The new constitution extends the vote to the black majority for the first time in South Africa's 341-year history, and establishes a multiparty government of national unity that will rule during a five-year interim period. The charter goes into effect with the results of the country's first nonracial election on April 27.
The present government will continue to rule until the election, but all its actions will be subject to the scrutiny of a multiracial commission known as the Transitional Executive Council, which is already operating.
The adoption of the new constitution marks the end of an era in South African history that began with the formation of the Union of South Africa in 1910 when Britain granted independence to two former British colonies - the Cape and Natal - and two former Boer (Afrikaner) Republics in Transvaal Province and the Orange Free State.

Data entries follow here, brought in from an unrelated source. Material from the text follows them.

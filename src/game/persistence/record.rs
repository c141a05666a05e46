// Save file contents and the key=value text format

use glam::IVec2;

use super::HeroSession;
use crate::core::math::{tile_center, to_tile};
use crate::game::actionbar::{EMPTY_HOTKEY, HOTKEY_SLOTS};
use crate::game::characters::Build;
use crate::game::world::SpawnPoint;

/// One save file. Every field is optional: a file may lack any key, and
/// loading only overwrites what the file provides.
#[derive(Debug, Clone, Default, PartialEq, Eq)]
pub struct SaveRecord {
    pub name: Option<String>,
    pub base: Option<String>,
    pub look: Option<String>,
    pub xp: Option<u32>,
    pub build: Option<Build>,
    pub gold: Option<i32>,
    pub equipped: Option<Vec<i32>>,
    pub equipped_quantity: Option<Vec<i32>>,
    pub carried: Option<Vec<i32>>,
    pub carried_quantity: Option<Vec<i32>>,
    /// Respawn map and tile
    pub spawn: Option<(String, IVec2)>,
    pub actionbar: Option<[i32; HOTKEY_SLOTS]>,
    pub campaign: Option<String>,
}

impl SaveRecord {
    /// Snapshot everything that gets saved
    pub fn capture(session: &HeroSession<'_>) -> Self {
        let stats = &*session.stats;
        let inventory = &*session.inventory;
        let respawn = session.map.respawn_point();

        Self {
            name: Some(stats.name.clone()),
            base: Some(stats.base.clone()),
            look: Some(stats.look.clone()),
            xp: Some(stats.xp),
            build: Some(stats.build),
            gold: Some(inventory.gold()),
            equipped: Some(inventory.equipped().items().to_vec()),
            equipped_quantity: Some(inventory.equipped().quantities().to_vec()),
            carried: Some(inventory.carried().items().to_vec()),
            carried_quantity: Some(inventory.carried().quantities().to_vec()),
            spawn: Some((respawn.map, to_tile(respawn.pos))),
            actionbar: Some(session.hotkeys.hotkeys()),
            campaign: Some(session.campaign.get_all()),
        }
    }

    /// Render as save file text, one `key=value` per line
    pub fn to_text(&self) -> String {
        let mut lines = Vec::new();
        let mut line = |key: &str, value: String| lines.push(format!("{}={}", key, value));

        if let Some(name) = &self.name {
            line("name", name.clone());
        }
        if let Some(base) = &self.base {
            line("base", base.clone());
        }
        if let Some(look) = &self.look {
            line("look", look.clone());
        }
        if let Some(xp) = self.xp {
            line("xp", xp.to_string());
        }
        if let Some(b) = self.build {
            line(
                "build",
                join(&[b.physical, b.mental, b.offense, b.defense]),
            );
        }
        if let Some(gold) = self.gold {
            line("gold", gold.to_string());
        }
        if let Some(items) = &self.equipped {
            line("equipped", join(items));
        }
        if let Some(quantities) = &self.equipped_quantity {
            line("equipped_quantity", join(quantities));
        }
        if let Some(items) = &self.carried {
            line("carried", join(items));
        }
        if let Some(quantities) = &self.carried_quantity {
            line("carried_quantity", join(quantities));
        }
        if let Some((map, tile)) = &self.spawn {
            line("spawn", format!("{},{},{}", map, tile.x, tile.y));
        }
        if let Some(hotkeys) = &self.actionbar {
            line("actionbar", join(hotkeys));
        }
        if let Some(campaign) = &self.campaign {
            line("campaign", campaign.clone());
        }

        let mut text = lines.join("\n");
        text.push('\n');
        text
    }

    /// Parse save file text. Never fails: blank lines, `#` comments, lines
    /// without `=`, unknown keys and malformed values are skipped.
    pub fn parse(text: &str) -> Self {
        let mut record = Self::default();

        for raw in text.lines() {
            let trimmed = raw.trim();
            if trimmed.is_empty() || trimmed.starts_with('#') {
                continue;
            }
            let Some((key, value)) = trimmed.split_once('=') else {
                log::debug!("skipping save line without '=': {:?}", trimmed);
                continue;
            };
            let (key, value) = (key.trim(), value.trim());

            if !record.accept(key, value) {
                log::warn!("ignoring malformed save value {}={:?}", key, value);
            }
        }

        record
    }

    /// Store one key. Returns false if the value is malformed.
    fn accept(&mut self, key: &str, value: &str) -> bool {
        match key {
            "name" => self.name = Some(value.to_string()),
            "base" => self.base = Some(value.to_string()),
            "look" => self.look = Some(value.to_string()),
            "xp" => match value.parse() {
                Ok(xp) => self.xp = Some(xp),
                Err(_) => return false,
            },
            "build" => match parse_ints(value).as_deref() {
                Some(&[physical, mental, offense, defense]) => {
                    self.build = Some(Build {
                        physical,
                        mental,
                        offense,
                        defense,
                    })
                }
                _ => return false,
            },
            "gold" => match value.parse() {
                Ok(gold) => self.gold = Some(gold),
                Err(_) => return false,
            },
            "equipped" => return store_ints(&mut self.equipped, value),
            "equipped_quantity" => return store_ints(&mut self.equipped_quantity, value),
            "carried" => return store_ints(&mut self.carried, value),
            "carried_quantity" => return store_ints(&mut self.carried_quantity, value),
            "spawn" => match parse_spawn(value) {
                Some(spawn) => self.spawn = Some(spawn),
                None => return false,
            },
            "actionbar" => match parse_ints(value) {
                Some(values) if values.len() <= HOTKEY_SLOTS => {
                    let mut hotkeys = [EMPTY_HOTKEY; HOTKEY_SLOTS];
                    hotkeys[..values.len()].copy_from_slice(&values);
                    self.actionbar = Some(hotkeys);
                }
                _ => return false,
            },
            "campaign" => self.campaign = Some(value.to_string()),
            _ => log::debug!("ignoring unknown save key {:?}", key),
        }
        true
    }

    /// Hand the record's fields to their owners. The spawn becomes a
    /// teleport request to the tile centre, replacing the map's own spawn.
    pub fn apply(self, session: &mut HeroSession<'_>) {
        let stats = &mut *session.stats;
        if let Some(name) = self.name {
            stats.name = name;
        }
        if let Some(base) = self.base {
            stats.base = base;
        }
        if let Some(look) = self.look {
            stats.look = look;
        }
        if let Some(xp) = self.xp {
            stats.xp = xp;
        }
        if let Some(build) = self.build {
            stats.set_build(build);
        }

        let inventory = &mut *session.inventory;
        if let Some(gold) = self.gold {
            inventory.set_gold(gold);
        }
        if let Some(items) = self.equipped {
            inventory.equipped_mut().set_items(&items);
        }
        if let Some(quantities) = self.equipped_quantity {
            inventory.equipped_mut().set_quantities(&quantities);
        }
        if let Some(items) = self.carried {
            inventory.carried_mut().set_items(&items);
        }
        if let Some(quantities) = self.carried_quantity {
            inventory.carried_mut().set_quantities(&quantities);
        }

        if let Some((map, tile)) = self.spawn {
            session
                .map
                .request_teleport(SpawnPoint::new(&map, tile_center(tile)));
            session.map.clear_events();
        }

        if let Some(hotkeys) = self.actionbar {
            session.hotkeys.set_hotkeys(hotkeys);
        }
        if let Some(campaign) = self.campaign {
            session.campaign.set_all(&campaign);
        }
    }
}

fn join(values: &[i32]) -> String {
    values
        .iter()
        .map(i32::to_string)
        .collect::<Vec<_>>()
        .join(",")
}

/// Comma-separated integers; empty pieces are skipped, anything else that
/// is not a number fails the whole list
fn parse_ints(value: &str) -> Option<Vec<i32>> {
    value
        .split(',')
        .map(str::trim)
        .filter(|piece| !piece.is_empty())
        .map(|piece| piece.parse().ok())
        .collect()
}

fn store_ints(field: &mut Option<Vec<i32>>, value: &str) -> bool {
    match parse_ints(value) {
        Some(values) => {
            *field = Some(values);
            true
        }
        None => false,
    }
}

fn parse_spawn(value: &str) -> Option<(String, IVec2)> {
    let mut parts = value.split(',').map(str::trim);
    let map = parts.next().filter(|map| !map.is_empty())?;
    let x = parts.next()?.parse().ok()?;
    let y = parts.next()?.parse().ok()?;
    Some((map.to_string(), IVec2::new(x, y)))
}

It also ends 4 1/2 decades of apartheid rule that institutionalized racial segregation and stripped black South Africans of their human dignity, civil rights, and citizenship, and caused untold suffering and death.
A last-ditch effort by multiparty negotiators to find a formula for including white right-wing and conservative black groups failed Tuesday. But the multiparty negotiators agreed to give the dissenting groups four weeks to consider a proposal that would lead them to take part in the country's April elections.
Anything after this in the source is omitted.